Long story made short: the New York Times has run a number of breathless and outraged articles and op-eds alleging that Blumenthal misled his constituents by pretending to be a Vietnam vet, when in fact the Marines unit he was a member of had never been deployed. Damning stuff.
Except, as it turns out, it’s mostly not true or grossly misrepresented. The Times article, alleging politically motivated misrepresentation, appears itself to be mostly politically motivated misrepresentation. The Times, for instance, failed to contextualize their one smoking gun piece of evidence, misquoted one of their main sources who is now supporting Blumenthal, and relied on sources who had clear partisan motivations. In fact it appears likely the Times reporter never saw the full video they relied upon, and even posted on their website, because it had been edited by their source: none other than Blumenthal’s campaign opponent. Then they lied about where they got their source from. Worse, the entire premise of their argument, that “the idea that he served in Vietnam has become such an accepted part of his public biography” was itself completely false. A poll of Connecticut political reporters found that, with only one exception, none had ever been under the belief that Blumenthal was a Vietnam veteran. If being a Vietnam Vet is not important to his image, it is hard to understand why the Times devotes such attention to his misstatements about the matter.

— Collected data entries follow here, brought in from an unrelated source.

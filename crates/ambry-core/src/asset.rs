//! # Asset Records
//!
//! [`AssetRecord`] is the metadata row for a mutable asset: identity,
//! current blob location, media metadata, and the fingerprint of the bytes
//! currently at that location.
//!
//! ## Invariant
//!
//! The fingerprint, size, and updated-at fields change together, inside
//! [`AssetRecord::create()`] and [`AssetRecord::replace_content()`], and
//! are computed from the bytes those calls receive. No other code path
//! writes them, so a record can never be observed mid-update with a
//! fingerprint describing bytes it no longer has.

use serde::{Deserialize, Serialize};

use crate::fingerprint::{fingerprint_bytes, ContentFingerprint};
use crate::identity::{AssetId, StorageKey};
use crate::temporal::Timestamp;

/// Metadata record for a mutable asset.
#[derive(Debug, Clone, PartialEq, Serialize, Deserialize)]
pub struct AssetRecord {
    /// Asset identity.
    pub id: AssetId,
    /// Where the current content bytes live in the object store.
    pub storage_key: StorageKey,
    /// Original filename, used for `Content-Disposition`.
    pub filename: String,
    /// MIME type of the content.
    pub media_type: String,
    /// Content length in bytes.
    pub size_bytes: u64,
    /// Fingerprint of the bytes at `storage_key`.
    pub fingerprint: ContentFingerprint,
    /// Whether the asset is only reachable through access tokens.
    pub is_private: bool,
    /// When the asset was first uploaded.
    pub created_at: Timestamp,
    /// When the content was last replaced.
    pub updated_at: Timestamp,
}

impl AssetRecord {
    /// Create the record for a freshly uploaded asset.
    ///
    /// The fingerprint and size are derived from `content` here, in the
    /// same call that fixes the storage key, so they start out consistent.
    pub fn create(
        id: AssetId,
        filename: impl Into<String>,
        media_type: impl Into<String>,
        content: &[u8],
        is_private: bool,
        now: Timestamp,
    ) -> Self {
        Self {
            storage_key: StorageKey::for_asset(&id),
            id,
            filename: filename.into(),
            media_type: media_type.into(),
            size_bytes: content.len() as u64,
            fingerprint: fingerprint_bytes(content),
            is_private,
            created_at: now,
            updated_at: now,
        }
    }

    /// Replace the asset's content metadata after a re-upload.
    ///
    /// Recomputes the fingerprint and size from the new bytes and stamps
    /// `updated_at` in one step. The caller writes `content` to
    /// `storage_key` as part of the same logical operation.
    pub fn replace_content(&mut self, content: &[u8], now: Timestamp) {
        self.size_bytes = content.len() as u64;
        self.fingerprint = fingerprint_bytes(content);
        self.updated_at = now;
    }
}
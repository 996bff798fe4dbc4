//! # OpenAPI Specification Assembly
//!
//! Assembles all utoipa-documented routes into a single OpenAPI spec,
//! served at `/openapi.json`.

use axum::routing::get;
use axum::{Json, Router};
use utoipa::OpenApi;

use crate::state::AppState;

/// Assembled OpenAPI spec for the entire API surface.
#[derive(OpenApi)]
#[openapi(
    info(
        title = "Ambry Delivery API",
        version = "0.3.2",
        description = "Cache-correct asset delivery: strong validators, conditional GET, immutable versioned publication, and time-boxed private access.",
        license(name = "Apache-2.0")
    ),
    paths(
        // Assets
        crate::routes::assets::upload_asset,
        crate::routes::assets::get_asset,
        crate::routes::assets::download_content,
        crate::routes::assets::head_content,
        crate::routes::assets::replace_content,
        crate::routes::assets::publish_version,
        // Versions
        crate::routes::versions::download_version,
        crate::routes::versions::head_version,
        // Tokens
        crate::routes::tokens::issue_token,
        crate::routes::tokens::private_content,
    ),
    components(schemas(
        crate::routes::assets::AssetResponse,
        crate::routes::versions::VersionResponse,
        crate::routes::tokens::IssueTokenRequest,
        crate::routes::tokens::IssueTokenResponse,
        crate::error::ErrorBody,
        crate::error::ErrorDetail,
    )),
    tags(
        (name = "assets", description = "Upload, mutable delivery, and publication"),
        (name = "versions", description = "Immutable version delivery"),
        (name = "tokens", description = "Access token issuance and private delivery"),
    )
)]
pub struct ApiDoc;

/// Build the OpenAPI router.
///
/// Serves the OpenAPI JSON spec at `/openapi.json`.
pub fn router() -> Router<AppState> {
    Router::new().route("/openapi.json", get(openapi_json))
}

/// GET /openapi.json — Return the generated OpenAPI specification.
async fn openapi_json() -> Json<utoipa::openapi::OpenApi> {
    Json(ApiDoc::openapi())
}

It seems likely that Blumenthal did, on a couple of occasions, create the impression, intentionally or unintentionally, that he had fought, when he hadn’t. Bad, but hardly anything worse than politicians do all the time.
I actually have a small amount of first hand experience with this. I have worked, at various times, for a number of Connecticut political operations: congressional candidates, local elections, etc…. Blumenthal is legendary for showing up at each and every political event, no matter how small and meaningless (this is part of what makes the Times expose so meaningless, this man has probably given 3 speeches a day for the last 12 years, surely they could find more examples). As such I’ve been subjected to my fair share of Richard Blumenthal. I never was under the impression that he was a Vietnam Veteran. I was pretty involved in CT politics, saw him speak dozens of times, and have even chatted with him a couple of times. If I was unaware of this “accepted part of his public biography” I find it very hard to believe that many other people in Connecticut were.
He was guilty, and I’ll say this with more confidence, of his share of hideously boring and longwinded speeches. I always found him a bit awkward, too cautious, and blatantly opportunistic and ambitious. In other words, a politician.
Anyways… this all goes to say, if you are going to hold someone to a ridiculously high standard of honesty, you better be sure that your work holds up. There is something weird and postmodern about a news outlet misrepresenting a story about someone misrepresenting things. It makes the head hurt.